Demande d’intervention militaire en Haïti : les autorités méprisent les revendications des masses populaires
Plus de 14 mois, le gouvernement de facto dirigé par Monsieur Ariel HENRY se montre indifférent face aux revendications des masses populaires haïtiennes qui cherchent à rompre avec le système politique traditionnel. Ce système ne cesse d’occasionner les violations systématiques des droits humains tant sur le plan civil et politique que sur le plan économique, social et culturel dans le pays. Aujourd’hui encore, les revendications pour la réforme de l’État, pour une justice de proximité et réparatrice, pour la décentralisation des pouvoirs politiques et la déconcentration des services sont toujours au rendez-vous.
Les mobilisations populaires de ces dernières semaines contre la cherté de la vie, l’augmentation des prix des produits pétroliers, l’appel au départ sans condition du gouvernement de facto semblent inquiéter plus d’un.
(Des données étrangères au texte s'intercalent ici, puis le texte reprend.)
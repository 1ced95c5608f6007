//! Appends field descriptors into a raw template body buffer, per spec
//! §4.3. The "intrusive byte buffer" rewrite spec §9 asks for: exact wire
//! layout, but through named append calls instead of hand-packed structs.

const ENTERPRISE_BIT: u16 = 0x8000;

#[derive(Debug, Default)]
pub struct TemplateBuilder {
    body: Vec<u8>,
    field_count: u16,
}

impl TemplateBuilder {
    pub fn new() -> Self {
        TemplateBuilder::default()
    }

    /// Appends one field descriptor: `uint16 ie_id` (enterprise bit set
    /// when `enterprise != 0`), `uint16 length`, and `uint32 enterprise`
    /// when present.
    pub fn append(&mut self, ie_id: u16, length: u16, enterprise: u32) {
        let wire_id = if enterprise != 0 {
            ie_id | ENTERPRISE_BIT
        } else {
            ie_id
        };
        self.body.extend_from_slice(&wire_id.to_be_bytes());
        self.body.extend_from_slice(&length.to_be_bytes());
        if enterprise != 0 {
            self.body.extend_from_slice(&enterprise.to_be_bytes());
        }
        self.field_count += 1;
    }

    pub fn field_count(&self) -> u16 {
        self.field_count
    }

    pub fn is_empty(&self) -> bool {
        self.field_count == 0
    }

    /// Emits the template header `(template_id, field_count)` followed by
    /// the accumulated field descriptors.
    pub fn build(&self, template_id: u16) -> Vec<u8> {
        let mut out = Vec::with_capacity(4 + self.body.len());
        out.extend_from_slice(&template_id.to_be_bytes());
        out.extend_from_slice(&self.field_count.to_be_bytes());
        out.extend_from_slice(&self.body);
        out
    }
}
//! A small clock seam so the pairing engine's timeout logic can be
//! exercised deterministically in tests without sleeping.

use std::cell::Cell;
use std::rc::Rc;
use std::time::{SystemTime, UNIX_EPOCH};

pub trait Clock {
    /// Monotonic-enough seconds used for cache/message timeout accounting.
    fn monotonic_secs(&self) -> u64;
    /// Wall-clock seconds since the Unix epoch, written into message
    /// headers as `export_time`.
    fn wall_secs(&self) -> u32;
}

#[derive(Default)]
pub struct SystemClock;

impl Clock for SystemClock {
    fn monotonic_secs(&self) -> u64 {
        SystemTime::now()
            .duration_since(UNIX_EPOCH)
            .map(|d| d.as_secs())
            .unwrap_or(0)
    }

    fn wall_secs(&self) -> u32 {
        self.monotonic_secs() as u32
    }
}

/// A manually advanced clock for tests. Cloning shares the same underlying
/// cell, so a test can keep a handle and advance the clock after handing a
/// clone to whatever it's driving.
#[derive(Clone)]
pub struct TestClock {
    now: Rc<Cell<u64>>,
}

impl TestClock {
    pub fn new(start: u64) -> Self {
        TestClock {
            now: Rc::new(Cell::new(start)),
        }
    }

    pub fn set(&self, t: u64) {
        self.now.set(t);
    }
}

impl Clock for TestClock {
    fn monotonic_secs(&self) -> u64 {
        self.now.get()
    }

    fn wall_secs(&self) -> u32 {
        self.now.get() as u32
    }
}
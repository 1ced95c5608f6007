//! Raw IPFIX message parsing: turns a UDP datagram into the pre-parsed
//! records and templates the pairing engine expects. Generalizes this
//! codebase's original hand-rolled `Header`/`SetHeader`/`TemplateHeader`
//! reading to the template/record types this crate now uses, and stands
//! in for the downstream IPFIX library's parsing that spec §1 places out
//! of scope.

use core::convert::TryInto;
use std::collections::HashMap;
use std::sync::Arc;

use crate::error::{Error, Result};
use crate::iana;
use crate::template::{FieldSpec, Template, TemplateFlags, OPTIONS_TEMPLATE_SET_ID, TEMPLATE_SET_ID};

pub const VERSION: u16 = 10;

#[derive(Debug)]
pub struct MessageHeader {
    pub version: u16,
    pub length: u16,
    pub export_time: u32,
    pub seq_number: u32,
    pub domain_id: u32,
}

impl MessageHeader {
    pub const SIZE: usize = 16;

    pub fn read(buf: &[u8]) -> Result<Self> {
        if buf.len() < Self::SIZE {
            return Err(Error::Format(format!(
                "message header truncated: need {} bytes, have {}",
                Self::SIZE,
                buf.len()
            )));
        }
        Ok(MessageHeader {
            version: u16::from_be_bytes(buf[0..2].try_into().unwrap()),
            length: u16::from_be_bytes(buf[2..4].try_into().unwrap()),
            export_time: u32::from_be_bytes(buf[4..8].try_into().unwrap()),
            seq_number: u32::from_be_bytes(buf[8..12].try_into().unwrap()),
            domain_id: u32::from_be_bytes(buf[12..16].try_into().unwrap()),
        })
    }
}

#[derive(Debug)]
struct SetHeader {
    id: u16,
    length: u16,
}

impl SetHeader {
    const SIZE: usize = 4;

    fn read(buf: &[u8]) -> Result<Self> {
        if buf.len() < Self::SIZE {
            return Err(Error::Format("set header truncated".into()));
        }
        Ok(SetHeader {
            id: u16::from_be_bytes(buf[0..2].try_into().unwrap()),
            length: u16::from_be_bytes(buf[2..4].try_into().unwrap()),
        })
    }
}

/// One exporter's previously learned templates, keyed by the id they were
/// sent under. Mirrors the per-exporter template tracking this codebase's
/// original listener kept, generalized to this crate's `Template` type.
#[derive(Default)]
pub struct InboundTemplates {
    templates: HashMap<u16, Arc<Template>>,
}

impl InboundTemplates {
    pub fn new() -> Self {
        InboundTemplates::default()
    }

    pub fn get(&self, id: u16) -> Option<Arc<Template>> {
        self.templates.get(&id).cloned()
    }

    fn learn(&mut self, template: Template) {
        self.templates.insert(template.id, Arc::new(template));
    }

    fn read_template_record(buf: &[u8], is_options: bool) -> Result<(Template, usize)> {
        if buf.len() < 4 {
            return Err(Error::Format("template record truncated".into()));
        }
        let id = u16::from_be_bytes(buf[0..2].try_into().unwrap());
        let field_count = u16::from_be_bytes(buf[2..4].try_into().unwrap());
        let mut offset = 4;

        if is_options {
            // Options templates carry a scope field count ahead of the
            // regular field count; it isn't needed to interpret the
            // remaining field specs, which are uniform either way, but its
            // two bytes must still be skipped.
            if buf.len() < 6 {
                return Err(Error::Format("options template record truncated".into()));
            }
            offset = 6;
        }

        let mut fields = Vec::with_capacity(field_count as usize);
        for _ in 0..field_count {
            let (field, consumed) = read_field_spec(&buf[offset..])?;
            fields.push(field);
            offset += consumed;
        }

        let is_biflow = fields.iter().any(|f| f.enterprise == iana::IANA_PEN && f.id == iana::BIFLOW_DIRECTION);

        Ok((
            Template::new(id, fields, TemplateFlags { is_options, is_biflow }),
            offset,
        ))
    }

    /// Learns every template record in a template (id 2) or options
    /// template (id 3) set body.
    fn learn_set(&mut self, set_id: u16, mut body: &[u8]) -> Result<()> {
        let is_options = set_id == OPTIONS_TEMPLATE_SET_ID;
        while body.len() >= 4 {
            let (template, consumed) = Self::read_template_record(body, is_options)?;
            self.learn(template);
            if consumed == 0 || consumed > body.len() {
                break;
            }
            body = &body[consumed..];
        }
        Ok(())
    }
}

fn read_field_spec(buf: &[u8]) -> Result<(FieldSpec, usize)> {
    const ENTERPRISE_BIT: u16 = 0x8000;
    if buf.len() < 4 {
        return Err(Error::Format("field spec truncated".into()));
    }
    let raw_id = u16::from_be_bytes(buf[0..2].try_into().unwrap());
    let length = u16::from_be_bytes(buf[2..4].try_into().unwrap());
    let id = raw_id & !ENTERPRISE_BIT;

    if raw_id & ENTERPRISE_BIT != 0 {
        if buf.len() < 8 {
            return Err(Error::Format("enterprise field spec truncated".into()));
        }
        let enterprise = u32::from_be_bytes(buf[4..8].try_into().unwrap());
        Ok((FieldSpec { enterprise, id, length }, 8))
    } else {
        Ok((FieldSpec { enterprise: 0, id, length }, 4))
    }
}

/// One parsed data record, owning a copy of its raw bytes and a handle to
/// its governing template.
pub struct ParsedRecord {
    pub bytes: Vec<u8>,
    pub template: Arc<Template>,
}

/// A fully parsed inbound message: its header plus every data record in
/// source order, templates already resolved against `InboundTemplates`.
pub struct ParsedMessage {
    pub header: MessageHeader,
    pub records: Vec<ParsedRecord>,
}

/// Parses one UDP datagram, learning any template/options-template sets
/// into `templates` and resolving every data set against it.
pub fn parse_message(buf: &[u8], templates: &mut InboundTemplates) -> Result<ParsedMessage> {
    let header = MessageHeader::read(buf)?;
    if header.version != VERSION {
        return Err(Error::Format(format!("unsupported message version {}", header.version)));
    }

    let mut offset = MessageHeader::SIZE;
    let mut records = Vec::new();

    while offset + SetHeader::SIZE <= buf.len() {
        let set_header = SetHeader::read(&buf[offset..])?;
        let set_len = set_header.length as usize;
        if set_len < SetHeader::SIZE || offset + set_len > buf.len() {
            return Err(Error::Format("set length out of bounds".into()));
        }
        let body = &buf[offset + SetHeader::SIZE..offset + set_len];

        match set_header.id {
            TEMPLATE_SET_ID | OPTIONS_TEMPLATE_SET_ID => {
                templates.learn_set(set_header.id, body)?;
            }
            id if id >= crate::template::MIN_DATA_SET_ID => {
                let template = templates
                    .get(id)
                    .ok_or_else(|| Error::Format(format!("data set references unknown template {}", id)))?;

                let mut rec_offset = 0;
                let record_len: usize = template.fields.iter().map(|f| f.length as usize).sum();
                if record_len == 0 {
                    return Err(Error::Format("template has zero-length record".into()));
                }
                while rec_offset + record_len <= body.len() {
                    records.push(ParsedRecord {
                        bytes: body[rec_offset..rec_offset + record_len].to_vec(),
                        template: template.clone(),
                    });
                    rec_offset += record_len;
                }
            }
            other => {
                return Err(Error::Format(format!("unexpected set id {}", other)));
            }
        }

        offset += set_len;
    }

    Ok(ParsedMessage { header, records })
}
La sauvegarde des intérêts de la classe dominante locale pousse le conseil des ministres du gouvernement de facto à trahir la nation en invitant des forces militaires étrangères à fouler le sol haïtien.
Le Collectif Défenseurs Plus rappelle que la maturité politique du peuple haïtien s’est toujours manifestée au cours de son histoire à travers des luttes populaires. La lutte contre l’occupation américaine de 1915, le mouvement de 1946, la lutte pour le renversement du régime dictatorial duvaliériste et la lutte contre les occupants de 2004 sont autant d’événements parmi les plus récents qui témoignent de la grandeur héroïque du peuple haïtien. Si le débarquement de 1915 n’était pas l’émanation de la volonté des autorités haïtiennes, alors les plus récents c’est-à-dire ceux de 1994 et 2004 l’ont bien été. En effet, depuis plusieurs semaines, le peuple haitien exprime son ras le bol à travers des mouvements revendicatifs face à un gouvernement dont le désarroi de ce dernier lui semble inconnu. Face à la colère de la population, le gouvernement n’a adopté que deux résolutions qui ne sont pas conformes aux normes républicaines et démocratiques. La première qui consiste à mépriser les revendications populaires comme en témoigne l’attitude du premier ministre dans ses adresses à la nation et le positionnement du ministre des affaires étrangères lors de la 77e session de l’Assemblée générale des Nations Unies. La seconde décision qui fait appel aux forces étrangères sur le sol haitien.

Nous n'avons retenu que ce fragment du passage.